Kenco Logistic Services raised a different problem. Its adequate-protection motion asserted warehouse-lien and possessory-right theories tied to inventory and logistics agreements. The debtors pushed back in their objection to Kenco’s motion, disputing both the existence and scope of any lien rights. Those fights mattered because they touched both sale closing certainty and the hierarchy of value after closing.

The parties ultimately resolved the sale-related Kenco dispute through stipulations, but the fact that the objections had to be settled rather than out-litigated on a clean auction record reinforces the broader point: this was not a classic broad-market sale process that produced price tension. It was a compressed sale executed under bankruptcy-court supervision while the real value dispute migrated to the litigation and settlement structure.

That is also where the unsecured creditors committee gained leverage. Instead of being left entirely behind the secured term lenders, general unsecured creditors ended up with a defined share of litigation value under the plan. That was a materially different outcome from what many unsecured creditors might have expected at the petition date.

The Confirmed Plan Turned The Case Into A Litigation Trust Fight

After the sale closed, Walker Edison moved into the liquidating-plan stage. Court approval to solicit votes on the liquidation plan marked that shift in November 2025. The final plan materials showed Class 3 prepetition term-loan claims of $214,097,528.56 with projected recoveries of 0% to 60%, and Class 4 general unsecured claims estimated at $30 million to $34 million with projected recoveries of 0.5% to 60%. Those wide ranges underscore how contingent the outcome remains.

The revised combined plan and disclosure statement and the confirmation exhibits show the key mechanic. Class 3 holders receive Series A liquidating trust interests. Class 4 holders receive Series B liquidating trust interests. Series A is entitled to 85% of net Utah litigation proceeds plus other-asset cash. Series B is entitled to 15% of net Utah litigation proceeds, the estates’ share of the initial Utah litigation proceeds split, other-litigation-asset proceeds, and estate payment cash.
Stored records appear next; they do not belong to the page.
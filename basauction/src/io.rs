use clap::Args;
use std::{
    fs::File,
    io::{BufReader, BufWriter, Read, Write, stdin, stdout},
    path::PathBuf,
    str::FromStr,
};

// The snapshot-solve subcommand reads a JSON snapshot and writes a JSON
// outcome; this struct standardizes where those come from and go.
#[derive(Args)]
pub struct IOArgs {
    /// The snapshot JSON file ("-" implies stdin)
    #[arg(value_parser = clap::value_parser!(PathOrStd))]
    input: PathOrStd,

    /// The output file ("-" implies stdout)
    #[arg(short, long, default_value = "-", value_parser = clap::value_parser!(PathOrStd))]
    output: PathOrStd,
}

impl IOArgs {
    pub fn read(&self) -> anyhow::Result<Box<dyn Read>> {
        match &self.input {
            PathOrStd::Path(path) => Ok(Box::new(BufReader::new(File::open(path)?))),
            PathOrStd::Std => Ok(Box::new(stdin().lock())),
        }
    }

    pub fn write(&self) -> anyhow::Result<Box<dyn Write>> {
        match &self.output {
            PathOrStd::Path(path) => Ok(Box::new(BufWriter::new(File::create(path)?))),
            PathOrStd::Std => Ok(Box::new(stdout().lock())),
        }
    }
}

#[derive(Clone)]
enum PathOrStd {
    Path(PathBuf),
    Std,
}

impl FromStr for PathOrStd {
    type Err = <PathBuf as FromStr>::Err;

    fn from_str(s: &str) -> Result<Self, Self::Err> {
        if s == "-" {
            Ok(Self::Std)
        } else {
            Ok(Self::Path(s.parse()?))
        }
    }
}
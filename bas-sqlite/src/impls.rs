use crate::{Database, Error};
use bas_core::{models::ResourceId, ports::Repository};

mod bid;
mod clearing;
mod resource;

impl Repository for Database {
    type Error = Error;
}

/// The bundle column format: comma-separated resource ids, submission order
/// preserved, no whitespace.
pub(crate) fn encode_bundle(bundle: &[ResourceId]) -> String {
    bundle
        .iter()
        .map(|id| id.0.to_string())
        .collect::<Vec<_>>()
        .join(",")
}

pub(crate) fn decode_bundle(raw: &str) -> Result<Vec<ResourceId>, Error> {
    raw.split(',')
        .map(|part| {
            part.parse::<i64>()
                .map(ResourceId)
                .map_err(|_| Error::MalformedBundle(raw.to_owned()))
        })
        .collect()
}
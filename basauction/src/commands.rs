use super::IOArgs;
use clap::Subcommand;

pub(crate) mod clear;
pub(crate) mod solve;

pub use clear::PricingArgs;

#[derive(Subcommand)]
pub enum Commands {
    /// Register a service provider
    AddProvider {
        /// The provider's display name
        name: String,
    },

    /// Register a resource offered by a provider
    AddResource {
        /// The id of the provider offering this resource
        #[arg(short, long)]
        provider: i64,

        /// The resource's display name
        name: String,

        /// Units available
        capacity: u32,

        /// Posted price per unit
        #[arg(default_value_t = 10.0)]
        base_price: f64,
    },

    /// Replace a resource's capacity and base price
    UpdateResource {
        /// The resource to update
        id: i64,

        /// The new capacity
        capacity: u32,

        /// The new base price
        base_price: f64,
    },

    /// Register a customer
    AddCustomer {
        /// The customer's display name
        name: String,
    },

    /// Submit a sealed bundle bid
    AddBid {
        /// The bidding customer's name
        #[arg(short, long)]
        customer: String,

        /// The all-or-nothing price offered for the bundle
        #[arg(short, long)]
        price: f64,

        /// Comma-separated resource ids, one unit each
        #[arg(short, long, value_delimiter = ',', required = true)]
        bundle: Vec<i64>,
    },

    /// List resources and their remaining capacities
    Resources,

    /// List outstanding bids
    Bids,

    /// List customers
    Customers,

    /// Remove every outstanding bid
    ClearBids,

    /// Remove all providers, resources, customers, and bids
    Reset,

    /// Run the auction against the database and apply the result
    Clear {
        #[command(flatten)]
        pricing: PricingArgs,

        /// Also remove the winning bids from the bid list
        #[arg(long)]
        purge: bool,
    },

    /// Clear a JSON snapshot and report the outcome, touching no database
    Solve {
        #[command(flatten)]
        io: IOArgs,

        #[command(flatten)]
        pricing: PricingArgs,
    },
}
The waterfall itself is more layered than a simple 85/15 split. The plan documents say Utah litigation proceeds first go to repay outstanding DIP loans, then fund a $100,000 estate payment, then are split 97% to the DIP lenders and 3% to the estates until the roll-ups are paid in full, then cover any unpaid Utah-litigation costs, then repay the initial estate payment to term lenders, and only after those steps does the remaining balance split 85% to term-loan lenders and 15% to the estates. For unsecured creditors, the important point is that they did not get direct participation in the sale proceeds generally; they got a pathway to share in whatever value remains after the litigation waterfall’s senior layers are satisfied.

The confirmation order was entered on December 18, 2025. It approved the plan, confirmed that Classes 3 and 4 had voted to accept it, and installed Thomas B. Walper as liquidating trustee. The effective-date notice says the plan became effective and substantially consummated on December 31, 2025, while also setting January 30, 2026 deadlines for additional administrative and rejection claims and a February 17, 2026 professional-fee claims bar date.

The confirmation hearing added another wrinkle. At the December 17, 2025 combined hearing, Judge Horan approved the plan in all material respects but refused to treat silence by non-responding creditors as consent to third-party releases. In practical terms, the court accepted affirmative participation as evidence of consent but would not infer consent from creditors who simply did not return ballots. That narrowed the release package without derailing confirmation.

Why The Utah Litigation Still Controls The Recovery Story

The case is now post-confirmation, but it is not over because the operating business sale did not finish the value-allocation fight. The litigation over the 2021 dividend recapitalization is now central.

The plan transferred the Utah litigation assets and other preserved causes of action to the liquidating trust on the effective date. That means the estate’s remaining recovery story runs through the trust’s ability to prosecute or settle those claims. For lenders and unsecured creditors alike, the relevant question is no longer whether Twin-Star will close. It already did. The question is how much value the trust can unlock and how much of that value survives the waterfall.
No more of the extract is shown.